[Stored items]

┄┄┄┄┄┄┄┄┄┄┄┄┄┄┄┄┄┄┄┄

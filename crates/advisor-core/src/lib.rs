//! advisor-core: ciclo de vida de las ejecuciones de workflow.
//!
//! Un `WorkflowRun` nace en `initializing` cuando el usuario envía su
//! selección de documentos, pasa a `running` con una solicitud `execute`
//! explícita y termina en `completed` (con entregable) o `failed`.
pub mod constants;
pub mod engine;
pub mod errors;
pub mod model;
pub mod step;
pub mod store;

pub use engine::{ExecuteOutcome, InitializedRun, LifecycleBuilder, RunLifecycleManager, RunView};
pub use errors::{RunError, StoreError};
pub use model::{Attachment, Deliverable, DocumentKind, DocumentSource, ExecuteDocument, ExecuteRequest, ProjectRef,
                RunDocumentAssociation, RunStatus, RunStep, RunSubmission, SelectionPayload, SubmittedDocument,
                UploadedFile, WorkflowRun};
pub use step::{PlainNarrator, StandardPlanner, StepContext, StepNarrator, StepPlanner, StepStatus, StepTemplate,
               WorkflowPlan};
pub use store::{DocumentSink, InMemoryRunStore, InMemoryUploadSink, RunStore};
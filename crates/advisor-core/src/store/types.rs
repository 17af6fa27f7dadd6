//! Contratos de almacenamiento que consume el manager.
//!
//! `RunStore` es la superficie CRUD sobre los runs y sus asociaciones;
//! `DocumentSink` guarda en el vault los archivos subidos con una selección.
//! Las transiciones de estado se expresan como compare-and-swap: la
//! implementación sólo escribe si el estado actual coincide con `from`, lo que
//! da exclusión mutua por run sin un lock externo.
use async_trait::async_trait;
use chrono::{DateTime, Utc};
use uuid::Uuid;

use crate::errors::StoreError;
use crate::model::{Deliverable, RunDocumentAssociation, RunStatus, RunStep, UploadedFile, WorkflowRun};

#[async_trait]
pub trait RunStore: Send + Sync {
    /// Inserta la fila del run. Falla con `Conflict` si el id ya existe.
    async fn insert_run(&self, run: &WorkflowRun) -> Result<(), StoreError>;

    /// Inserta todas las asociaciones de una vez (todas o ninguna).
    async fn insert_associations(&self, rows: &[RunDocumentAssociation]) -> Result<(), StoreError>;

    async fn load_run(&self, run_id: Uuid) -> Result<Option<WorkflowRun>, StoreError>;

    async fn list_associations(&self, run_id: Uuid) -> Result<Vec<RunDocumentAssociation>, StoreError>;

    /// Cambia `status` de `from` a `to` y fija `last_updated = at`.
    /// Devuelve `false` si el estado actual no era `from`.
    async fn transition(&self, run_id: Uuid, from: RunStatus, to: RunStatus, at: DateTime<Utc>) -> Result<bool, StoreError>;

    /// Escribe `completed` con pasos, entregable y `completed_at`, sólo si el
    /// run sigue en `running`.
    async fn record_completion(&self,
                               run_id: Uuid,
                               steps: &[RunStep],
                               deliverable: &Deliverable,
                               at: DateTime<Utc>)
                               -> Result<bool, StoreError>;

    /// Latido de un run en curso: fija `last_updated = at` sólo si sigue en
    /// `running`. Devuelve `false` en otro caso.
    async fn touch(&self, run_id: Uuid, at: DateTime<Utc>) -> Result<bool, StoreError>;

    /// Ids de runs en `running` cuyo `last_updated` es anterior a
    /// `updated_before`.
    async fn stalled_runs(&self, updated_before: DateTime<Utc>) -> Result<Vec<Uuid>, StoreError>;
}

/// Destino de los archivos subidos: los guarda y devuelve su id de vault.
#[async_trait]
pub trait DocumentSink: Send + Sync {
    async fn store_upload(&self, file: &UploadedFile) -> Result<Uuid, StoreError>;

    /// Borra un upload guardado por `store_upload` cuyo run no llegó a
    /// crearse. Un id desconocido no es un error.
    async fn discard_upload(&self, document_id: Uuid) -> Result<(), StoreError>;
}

┄┄┄┄┄┄┄┄┄┄┄┄┄┄┄┄┄┄┄┄

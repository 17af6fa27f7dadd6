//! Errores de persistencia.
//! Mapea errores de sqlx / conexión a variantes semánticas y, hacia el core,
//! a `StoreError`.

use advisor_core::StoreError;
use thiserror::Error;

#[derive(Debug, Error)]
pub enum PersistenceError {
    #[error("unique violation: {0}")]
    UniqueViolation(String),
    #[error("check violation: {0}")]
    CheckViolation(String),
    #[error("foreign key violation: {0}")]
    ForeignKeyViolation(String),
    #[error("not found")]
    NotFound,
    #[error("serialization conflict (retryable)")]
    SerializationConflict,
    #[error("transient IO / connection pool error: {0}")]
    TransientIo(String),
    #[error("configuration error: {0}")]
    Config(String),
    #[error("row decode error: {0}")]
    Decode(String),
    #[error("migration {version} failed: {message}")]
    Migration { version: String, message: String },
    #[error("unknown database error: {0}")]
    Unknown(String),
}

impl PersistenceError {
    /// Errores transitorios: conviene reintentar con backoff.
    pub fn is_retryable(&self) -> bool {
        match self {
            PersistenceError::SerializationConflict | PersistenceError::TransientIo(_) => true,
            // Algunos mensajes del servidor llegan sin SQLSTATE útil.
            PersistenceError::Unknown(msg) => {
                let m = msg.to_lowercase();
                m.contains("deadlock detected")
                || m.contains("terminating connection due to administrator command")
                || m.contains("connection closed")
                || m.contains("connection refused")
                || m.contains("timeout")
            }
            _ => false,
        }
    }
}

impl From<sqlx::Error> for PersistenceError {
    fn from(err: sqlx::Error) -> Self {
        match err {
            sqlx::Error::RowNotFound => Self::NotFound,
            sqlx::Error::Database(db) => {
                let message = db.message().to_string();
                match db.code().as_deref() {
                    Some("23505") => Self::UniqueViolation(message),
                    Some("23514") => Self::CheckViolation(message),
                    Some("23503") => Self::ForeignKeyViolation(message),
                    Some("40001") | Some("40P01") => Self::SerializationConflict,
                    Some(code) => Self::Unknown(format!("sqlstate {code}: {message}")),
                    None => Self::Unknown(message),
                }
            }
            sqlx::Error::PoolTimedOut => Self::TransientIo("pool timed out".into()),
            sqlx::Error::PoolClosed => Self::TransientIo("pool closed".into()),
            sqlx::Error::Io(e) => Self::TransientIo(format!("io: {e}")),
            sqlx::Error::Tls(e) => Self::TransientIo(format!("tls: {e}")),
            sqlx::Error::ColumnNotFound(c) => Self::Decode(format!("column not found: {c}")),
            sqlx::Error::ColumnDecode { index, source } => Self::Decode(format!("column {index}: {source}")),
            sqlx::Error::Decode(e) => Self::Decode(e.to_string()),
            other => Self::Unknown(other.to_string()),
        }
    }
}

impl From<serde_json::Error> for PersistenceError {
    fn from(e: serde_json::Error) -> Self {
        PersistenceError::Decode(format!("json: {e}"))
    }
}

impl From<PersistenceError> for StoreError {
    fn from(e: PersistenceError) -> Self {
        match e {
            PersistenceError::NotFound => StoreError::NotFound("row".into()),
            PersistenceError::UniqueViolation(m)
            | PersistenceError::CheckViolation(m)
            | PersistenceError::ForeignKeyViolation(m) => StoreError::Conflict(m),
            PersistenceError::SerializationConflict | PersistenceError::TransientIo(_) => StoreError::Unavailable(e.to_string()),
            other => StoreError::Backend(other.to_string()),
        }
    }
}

┄┄┄┄┄┄┄┄┄┄┄┄┄┄┄┄┄┄┄┄

WORK INSTRUCTIONS: Please give back, exactly as it stands above, the stretch from the line with "filename crates/advisor-core/src/lib.rs" through the line with "como compare-and-swap: la", and no line outside it.

EXERCISE ANSWER:
filename crates/advisor-core/src/lib.rs
//! advisor-core: ciclo de vida de las ejecuciones de workflow.
//!
//! Un `WorkflowRun` nace en `initializing` cuando el usuario envía su
//! selección de documentos, pasa a `running` con una solicitud `execute`
//! explícita y termina en `completed` (con entregable) o `failed`.
pub mod constants;
pub mod engine;
pub mod errors;
pub mod model;
pub mod step;
pub mod store;

pub use engine::{ExecuteOutcome, InitializedRun, LifecycleBuilder, RunLifecycleManager, RunView};
pub use errors::{RunError, StoreError};
pub use model::{Attachment, Deliverable, DocumentKind, DocumentSource, ExecuteDocument, ExecuteRequest, ProjectRef,
                RunDocumentAssociation, RunStatus, RunStep, RunSubmission, SelectionPayload, SubmittedDocument,
                UploadedFile, WorkflowRun};
pub use step::{PlainNarrator, StandardPlanner, StepContext, StepNarrator, StepPlanner, StepStatus, StepTemplate,
               WorkflowPlan};
pub use store::{DocumentSink, InMemoryRunStore, InMemoryUploadSink, RunStore};
filename crates/advisor-core/src/store/types.rs
repository 17af6fa27f7dadd6
//! Contratos de almacenamiento que consume el manager.
//!
//! `RunStore` es la superficie CRUD sobre los runs y sus asociaciones;
//! `DocumentSink` guarda en el vault los archivos subidos con una selección.
//! Las transiciones de estado se expresan como compare-and-swap: la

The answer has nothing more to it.